Nickel Proving Grounds Write-Up
SUMMARY
This write-up covers the Nickel machine from Offsec’s Proving Grounds, a Windows machine where sensitive credentials were inadvertently leaked through an internal HTTP API.
Port 8089 exposed an HTTP API with misconfigured endpoints. Browsing the service revealed routes pointing to an unreachable IP, but sending a POST request with the correct Content-Length header to the list-running-procs endpoint returned a list of running processes. Embedded within the output were base64-encoded credentials for user ariah. These were decoded and used to log into the FTP service, where a password-protected PDF was found and downloaded.
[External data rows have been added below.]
//! General Discord commands - ping, help, and other utility commands.
//! This module contains simple commands that don't require any booklet
//! machinery and provide basic bot functionality and user assistance.

// Inner module to suppress missing_docs warnings for poise macro-generated code
mod inner {
    #![allow(missing_docs)]

    use crate::{
        bot::BotData,
        errors::{Error, Result},
    };

    /// Responds with "Pong!" to test bot connectivity.
    ///
    /// This is a simple health check command that doesn't touch any booklet
    /// state.
    #[poise::command(slash_command, prefix_command)]
    pub async fn ping(ctx: poise::Context<'_, BotData, Error>) -> Result<()> {
        ctx.say("Pong!").await?;
        Ok(())
    }

    /// Displays help information about available commands.
    ///
    /// This command provides users with information about all available bot
    /// commands and how booklet navigation works.
    #[poise::command(slash_command, prefix_command)]
    pub async fn help(ctx: poise::Context<'_, BotData, Error>) -> Result<()> {
        let help_text = "**Flipbook Help**\n\
        Here is a summary of all available commands for Flipbook.\n\n\
        **Commands**\n\
        • `/preview <text>` - Lays a block of text out into a navigable booklet.\n\
        • `/ping` - Checks if the bot is responsive.\n\
        • `/help` - Shows this help message.\n\n\
        **Booklet controls**\n\
        Booklets are driven by reacting to the message: ⏮ first, ◀ previous, \
        ▶ next, ⏭ last, ℹ control help, ⏹ close, 🗑 delete. By default only \
        the user who opened a booklet can turn its pages, and an idle booklet \
        closes itself after a while.";

        ctx.say(help_text).await?;
        Ok(())
    }
}

// Re-export all commands
pub use inner::*;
The PDF was cracked using pdf2john and hashcat, and the revealed contents described a command injection parameter in a URL on port 80. Sending a request with a reverse shell payload via that parameter executed commands as NT AUTHORITY SYSTEM directly no privilege escalation step needed.
PATH TO FOLLOW
- Reconnaissance & HTTP API Discovery on Port 8089
- POST Request to Process Listing Endpoint
- Base64 Credential Extraction & Decoding
- FTP Access & PDF Download
- PDF Hash Cracking with pdf2john & hashcat
- Command Injection via URL Parameter on Port 80
- Reverse Shell as NT AUTHORITY\SYSTEM
Due to OffSec’s policy on content sharing, these write-ups will provide hints only rather than full solutions.I know, boring stuff.